The IWA has just published, A Strategy for the Welsh Economy, by Dr John Ball of Swansea Metropolitan University. One of Dr Ball’s key points highlights a continued weakness in the Welsh economy: the lack of a sound financial sector and the associated difficulties of funding business and raising capital. Establishing a Wales Stock Exchange would substantially expand legal and financial expertise and the development of a financial sector, and lead to an equity market built on understanding the unique needs of Welsh business finance. This would lead to improved business education and the development of a wider business and financially literate community. In addition, it would encourage internal growth and ownership, provide new sources of long term funds for Welsh firms and act as a catalyst for a regional financial cluster. Specific and sectoral exchanges have been on the agenda recently.
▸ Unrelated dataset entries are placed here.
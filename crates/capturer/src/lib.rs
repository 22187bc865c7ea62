//! Capture what a function writes to stdout, stderr and loggers.
//!
//! Meant for tests that assert on text the code under test prints rather
//! than returns. A [`Capturer`] points its sinks at a pipe, runs a callback,
//! puts the stream sinks back and returns everything written.
//!
//! # Quick Start
//!
//! ```rust,no_run
//! use std::io::Write;
//! use capturer::{logger, Capturer, Logger, Output, Sink};
//!
//! let app_log = Logger::new(Output::stdout(), "[app] ");
//!
//! let mut capture = Capturer::new([Sink::Stdout, Sink::Stderr, Sink::from(&app_log)]);
//! capture.set_stdlog(true);
//!
//! let output = capture
//!     .output(|| {
//!         let mut out = std::io::stdout();
//!         writeln!(out, "there's").unwrap();
//!         out.flush().unwrap();
//!         eprint!("no~");
//!         logger::print("test").unwrap();
//!         app_log.print("production").unwrap();
//!     })
//!     .unwrap();
//!
//! assert_eq!(output, "there's\nno~test\n[app] production\n");
//! ```
//!
//! # Sinks
//!
//! - **Stream slots** ([`Sink::Stdout`], [`Sink::Stderr`], [`Sink::Slot`])
//!   are restored to their exact previous destination after every capture.
//! - **Loggers** ([`Sink::Logger`]) have a setter but no getter, so they stay
//!   pointed at the closed pipe afterwards and every later write fails. Call
//!   [`Logger::set_output`] yourself to put them back.
//! - **The default logger** ([`logger::std_logger`]) is redirected when
//!   [`Capturer::set_stdlog`] is on, and reset to standard error afterwards.
//!
//! # Caveats
//!
//! - Stream slots are process-wide. Tests that capture must not run in
//!   parallel with each other or with anything else writing to those sinks.
//! - `print!`/`println!` inside `cargo test` go to the test harness, not to
//!   file descriptor 1. Write through `std::io::stdout()` to be captured.
//! - Buffered writers must be flushed inside the callback for their bytes to
//!   keep their place in the interleaved output.
//! - Writes from threads still running after the callback returns may or may
//!   not be captured.

pub mod capturer;
pub mod config;
pub mod error;
pub mod logger;
pub mod output;
pub mod sink;
pub mod slot;

pub use capturer::Capturer;
pub use config::CaptureConfig;
pub use error::CaptureError;
pub use logger::Logger;
pub use output::Output;
pub use sink::Sink;
pub use slot::StreamSlot;
use serde::{Deserialize, Serialize};
use uuid::Uuid;

/// A single issued session token as stored on the user record.
///
/// Every entry was produced by token issuance; entries are removed only by
/// explicit revocation. Membership in this list is the revocation check a
/// token must pass in addition to its signature.
#[derive(Debug, Clone, Serialize, Deserialize, PartialEq, Eq)]
pub struct SessionToken {
    pub access: String,
    pub token: String,
}

/// User record as held in the store. The plaintext password never appears
/// here; only the bcrypt derivation is kept.
#[derive(Debug, Clone, Serialize, Deserialize)]
pub struct User {
    pub id: Uuid,
    pub email: String,
    pub password_hash: String,
    pub tokens: Vec<SessionToken>,
}

impl User {
    pub fn new(email: String, password_hash: String) -> Self {
        Self {
            id: Uuid::new_v4(),
            email,
            password_hash,
            tokens: Vec::new(),
        }
    }
}

/// The externally visible projection of a user: id and email only.
#[derive(Debug, Serialize, Deserialize)]
pub struct PublicUser {
    pub id: Uuid,
    pub email: String,
}

impl From<&User> for PublicUser {
    fn from(user: &User) -> Self {
        Self {
            id: user.id,
            email: user.email.clone(),
        }
    }
}
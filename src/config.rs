use std::env;

/// Runtime configuration, built once at startup and passed by reference
/// into the components that need it. The token-signing secret lives here
/// rather than being read from the environment at each call site.
#[derive(Clone)]
pub struct Config {
    pub jwt_secret: String,
    pub server_port: u16,
    pub server_host: String,
}

impl Config {
    pub fn from_env() -> Self {
        Self {
            jwt_secret: env::var("JWT_SECRET").expect("JWT_SECRET must be set"),
            server_port: env::var("PORT")
                .unwrap_or_else(|_| "3000".to_string())
                .parse()
                .expect("PORT must be a number"),
            server_host: env::var("HOST").unwrap_or_else(|_| "127.0.0.1".to_string()),
        }
    }

    pub fn server_url(&self) -> String {
        format!("http://{}:{}", self.server_host, self.server_port)
    }
}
Differences in taxation-based incentives, Dr Ball says, have proved to be a powerful tool of economic development in many parts of Europe. Such incentives have been based on corporation tax, however, but profit has to be made before any such incentives become attractive. An alternative response is to introduce a tax based not on profit but on turnover. While the encouragement of profitable businesses is essential to economic well being, the definition of profit is at best ambiguous. Profit levels can be manipulated and transferred between operations and countries, resulting in a situation where there are no profits to be taxed. The great advantage of a turnover tax is its simplicity and transparency. Tax-based incentives, such as capital allowances would still apply but be off-set against the liability arising from the turnover tax. The mechanism for the collection of the tax already exists through the VAT system. The tax would incorporate a sliding scale at the lower end to encourage smaller, and probably local, businesses and as with VAT there would be a threshold below which the turnover tax would not be paid.
Although separate data on the amount of corporation tax paid in Wales is not currently available, extrapolating figures produced during the 1990s shows that a turnover tax would at the very least equate with the total amount of corporation tax paid in Wales. To boost competition, introduce buying power into the economy and simultaneously address the benefits trap, Dr Ball calls for a fundamental change in the personal taxation system, replacing the present taxation system with one based on a single, flat tax. Adopting a single, flat tax, applicable across the board would have the effect of putting money, and demand, into the economy. The resulting economic dynamism would generate additional revenue for local businesses. In addition, low taxed incomes would mean that those on social security would no longer be penalised when moving into work, even if the work was low paid. This measure alone would have the particular attraction of addressing the benefits trap, boosting incentives to seek employment. There would be little or no loss in taxation income to HM Treasury, since many of those who would benefit from this tax system would almost certainly be in receipt of social benefits or below the personal taxation thresholds.